Search the records below for the word "AttackRequest". Pull out each line that has it.

........

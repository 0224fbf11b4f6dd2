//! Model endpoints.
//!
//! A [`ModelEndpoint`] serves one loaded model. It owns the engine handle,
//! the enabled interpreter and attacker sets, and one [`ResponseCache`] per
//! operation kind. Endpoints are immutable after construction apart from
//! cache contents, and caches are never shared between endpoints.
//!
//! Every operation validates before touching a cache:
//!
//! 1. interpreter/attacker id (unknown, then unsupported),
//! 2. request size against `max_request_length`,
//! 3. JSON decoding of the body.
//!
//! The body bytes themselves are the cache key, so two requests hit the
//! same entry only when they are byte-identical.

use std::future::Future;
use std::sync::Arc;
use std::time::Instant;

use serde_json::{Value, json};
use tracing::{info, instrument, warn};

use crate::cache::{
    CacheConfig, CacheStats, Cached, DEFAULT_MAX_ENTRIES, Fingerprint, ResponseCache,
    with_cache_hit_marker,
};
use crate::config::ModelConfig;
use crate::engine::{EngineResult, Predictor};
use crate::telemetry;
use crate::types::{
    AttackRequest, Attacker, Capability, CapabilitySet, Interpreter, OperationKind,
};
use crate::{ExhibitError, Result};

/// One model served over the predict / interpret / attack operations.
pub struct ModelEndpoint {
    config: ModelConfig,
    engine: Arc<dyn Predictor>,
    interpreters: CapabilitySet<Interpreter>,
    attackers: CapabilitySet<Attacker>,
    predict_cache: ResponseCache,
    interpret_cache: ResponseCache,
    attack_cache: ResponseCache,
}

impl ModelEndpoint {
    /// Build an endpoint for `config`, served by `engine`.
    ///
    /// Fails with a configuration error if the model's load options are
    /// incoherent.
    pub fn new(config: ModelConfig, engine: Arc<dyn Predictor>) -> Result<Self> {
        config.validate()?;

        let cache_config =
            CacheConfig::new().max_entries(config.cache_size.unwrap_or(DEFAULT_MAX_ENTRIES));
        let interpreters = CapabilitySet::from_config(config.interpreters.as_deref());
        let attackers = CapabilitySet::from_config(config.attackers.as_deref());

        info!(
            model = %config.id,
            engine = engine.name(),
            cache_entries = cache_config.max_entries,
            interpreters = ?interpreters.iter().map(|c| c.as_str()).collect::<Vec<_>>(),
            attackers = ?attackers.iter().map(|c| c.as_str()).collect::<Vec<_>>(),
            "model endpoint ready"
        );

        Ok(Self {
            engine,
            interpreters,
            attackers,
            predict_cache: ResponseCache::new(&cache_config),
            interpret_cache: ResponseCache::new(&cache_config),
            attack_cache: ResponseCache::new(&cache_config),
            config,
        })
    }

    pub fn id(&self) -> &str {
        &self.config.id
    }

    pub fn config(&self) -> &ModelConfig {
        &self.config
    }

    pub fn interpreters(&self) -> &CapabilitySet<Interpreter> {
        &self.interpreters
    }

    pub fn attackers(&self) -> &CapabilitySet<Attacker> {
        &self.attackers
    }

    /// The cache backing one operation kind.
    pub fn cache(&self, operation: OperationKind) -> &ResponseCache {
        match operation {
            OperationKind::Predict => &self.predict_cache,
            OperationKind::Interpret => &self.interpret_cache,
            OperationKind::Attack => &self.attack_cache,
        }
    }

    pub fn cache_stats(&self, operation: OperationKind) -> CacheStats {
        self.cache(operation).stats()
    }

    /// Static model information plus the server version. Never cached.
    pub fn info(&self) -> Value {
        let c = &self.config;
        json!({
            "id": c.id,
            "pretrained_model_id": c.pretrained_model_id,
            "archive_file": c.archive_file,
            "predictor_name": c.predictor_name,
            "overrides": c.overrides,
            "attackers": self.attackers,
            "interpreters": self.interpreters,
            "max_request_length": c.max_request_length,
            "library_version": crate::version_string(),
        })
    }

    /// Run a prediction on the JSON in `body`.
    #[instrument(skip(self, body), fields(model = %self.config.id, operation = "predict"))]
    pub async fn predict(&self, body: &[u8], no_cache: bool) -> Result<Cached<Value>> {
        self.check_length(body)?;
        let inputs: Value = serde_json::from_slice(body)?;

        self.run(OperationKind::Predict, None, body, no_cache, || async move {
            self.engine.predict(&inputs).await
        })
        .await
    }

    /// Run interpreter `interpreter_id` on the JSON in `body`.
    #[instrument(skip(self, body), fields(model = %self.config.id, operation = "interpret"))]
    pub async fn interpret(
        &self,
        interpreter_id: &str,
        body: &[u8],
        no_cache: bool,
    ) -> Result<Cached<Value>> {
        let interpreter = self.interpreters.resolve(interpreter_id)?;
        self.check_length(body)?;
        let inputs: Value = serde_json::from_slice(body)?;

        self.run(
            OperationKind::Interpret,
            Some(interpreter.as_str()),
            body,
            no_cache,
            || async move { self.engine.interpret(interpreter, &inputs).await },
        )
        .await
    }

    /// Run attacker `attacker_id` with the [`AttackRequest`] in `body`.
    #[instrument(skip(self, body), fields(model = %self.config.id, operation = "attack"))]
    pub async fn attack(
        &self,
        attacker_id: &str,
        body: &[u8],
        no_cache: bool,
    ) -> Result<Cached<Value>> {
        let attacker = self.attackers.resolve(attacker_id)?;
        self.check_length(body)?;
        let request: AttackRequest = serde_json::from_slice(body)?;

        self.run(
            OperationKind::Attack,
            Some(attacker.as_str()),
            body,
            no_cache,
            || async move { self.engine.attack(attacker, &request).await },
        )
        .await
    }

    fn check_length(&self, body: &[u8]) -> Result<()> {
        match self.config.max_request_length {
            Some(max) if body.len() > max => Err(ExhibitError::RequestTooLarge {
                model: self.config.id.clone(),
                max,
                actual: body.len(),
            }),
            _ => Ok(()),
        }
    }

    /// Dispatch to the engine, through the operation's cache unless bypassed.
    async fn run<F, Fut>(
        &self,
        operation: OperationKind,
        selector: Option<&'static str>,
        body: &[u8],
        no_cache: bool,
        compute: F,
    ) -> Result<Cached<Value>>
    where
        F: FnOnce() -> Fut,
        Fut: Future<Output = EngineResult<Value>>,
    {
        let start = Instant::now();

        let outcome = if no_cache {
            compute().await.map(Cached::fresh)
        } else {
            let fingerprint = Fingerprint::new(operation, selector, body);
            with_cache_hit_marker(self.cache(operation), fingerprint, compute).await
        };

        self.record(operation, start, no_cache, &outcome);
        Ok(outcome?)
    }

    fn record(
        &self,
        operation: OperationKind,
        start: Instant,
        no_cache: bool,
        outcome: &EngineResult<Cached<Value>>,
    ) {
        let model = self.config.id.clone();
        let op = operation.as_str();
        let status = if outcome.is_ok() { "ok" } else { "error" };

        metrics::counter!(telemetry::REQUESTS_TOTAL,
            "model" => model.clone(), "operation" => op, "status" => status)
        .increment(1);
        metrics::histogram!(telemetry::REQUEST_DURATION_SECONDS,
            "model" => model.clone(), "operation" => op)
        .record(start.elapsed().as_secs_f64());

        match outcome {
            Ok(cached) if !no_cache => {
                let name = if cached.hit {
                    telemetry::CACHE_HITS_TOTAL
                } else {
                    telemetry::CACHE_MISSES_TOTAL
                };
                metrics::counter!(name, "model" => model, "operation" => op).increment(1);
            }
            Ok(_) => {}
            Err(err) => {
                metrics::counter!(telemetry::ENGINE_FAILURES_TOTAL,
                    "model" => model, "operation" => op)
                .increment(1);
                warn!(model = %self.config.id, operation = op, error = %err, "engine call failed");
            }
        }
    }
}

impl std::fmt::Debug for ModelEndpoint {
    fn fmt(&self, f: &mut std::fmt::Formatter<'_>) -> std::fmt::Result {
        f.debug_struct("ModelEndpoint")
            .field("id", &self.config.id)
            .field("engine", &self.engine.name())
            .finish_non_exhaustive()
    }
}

........

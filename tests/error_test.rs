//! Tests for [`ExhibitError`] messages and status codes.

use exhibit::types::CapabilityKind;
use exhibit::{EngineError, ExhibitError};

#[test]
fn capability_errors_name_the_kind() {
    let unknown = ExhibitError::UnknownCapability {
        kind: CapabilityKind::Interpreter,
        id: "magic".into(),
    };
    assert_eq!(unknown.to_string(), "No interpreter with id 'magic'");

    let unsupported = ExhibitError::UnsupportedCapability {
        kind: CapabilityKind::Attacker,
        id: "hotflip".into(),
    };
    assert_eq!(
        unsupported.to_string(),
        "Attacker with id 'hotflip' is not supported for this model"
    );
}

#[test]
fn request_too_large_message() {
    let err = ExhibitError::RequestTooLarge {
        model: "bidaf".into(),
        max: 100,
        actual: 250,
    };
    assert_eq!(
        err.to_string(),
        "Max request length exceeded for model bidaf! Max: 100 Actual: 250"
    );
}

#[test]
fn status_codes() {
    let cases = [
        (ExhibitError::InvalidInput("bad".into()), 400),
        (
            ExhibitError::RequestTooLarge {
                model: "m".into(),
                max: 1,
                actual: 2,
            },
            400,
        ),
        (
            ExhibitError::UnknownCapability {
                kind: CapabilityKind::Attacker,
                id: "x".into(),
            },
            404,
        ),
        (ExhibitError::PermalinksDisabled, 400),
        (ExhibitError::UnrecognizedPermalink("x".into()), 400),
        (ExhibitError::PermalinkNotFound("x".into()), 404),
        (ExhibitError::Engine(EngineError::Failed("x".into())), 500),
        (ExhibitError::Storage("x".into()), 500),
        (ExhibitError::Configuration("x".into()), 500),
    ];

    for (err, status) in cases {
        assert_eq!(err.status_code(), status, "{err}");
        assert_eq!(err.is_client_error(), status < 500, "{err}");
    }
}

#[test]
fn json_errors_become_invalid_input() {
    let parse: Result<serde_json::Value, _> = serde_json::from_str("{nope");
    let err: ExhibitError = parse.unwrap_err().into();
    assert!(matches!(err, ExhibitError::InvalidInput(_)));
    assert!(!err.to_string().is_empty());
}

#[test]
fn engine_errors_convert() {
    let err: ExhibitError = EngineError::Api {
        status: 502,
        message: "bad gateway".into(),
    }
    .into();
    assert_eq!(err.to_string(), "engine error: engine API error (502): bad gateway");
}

........

PROBLEM SOLUTION >>
    AttackRequest, Attacker, Capability, CapabilitySet, Interpreter, OperationKind,
    /// Run attacker `attacker_id` with the [`AttackRequest`] in `body`.
        let request: AttackRequest = serde_json::from_slice(body)?;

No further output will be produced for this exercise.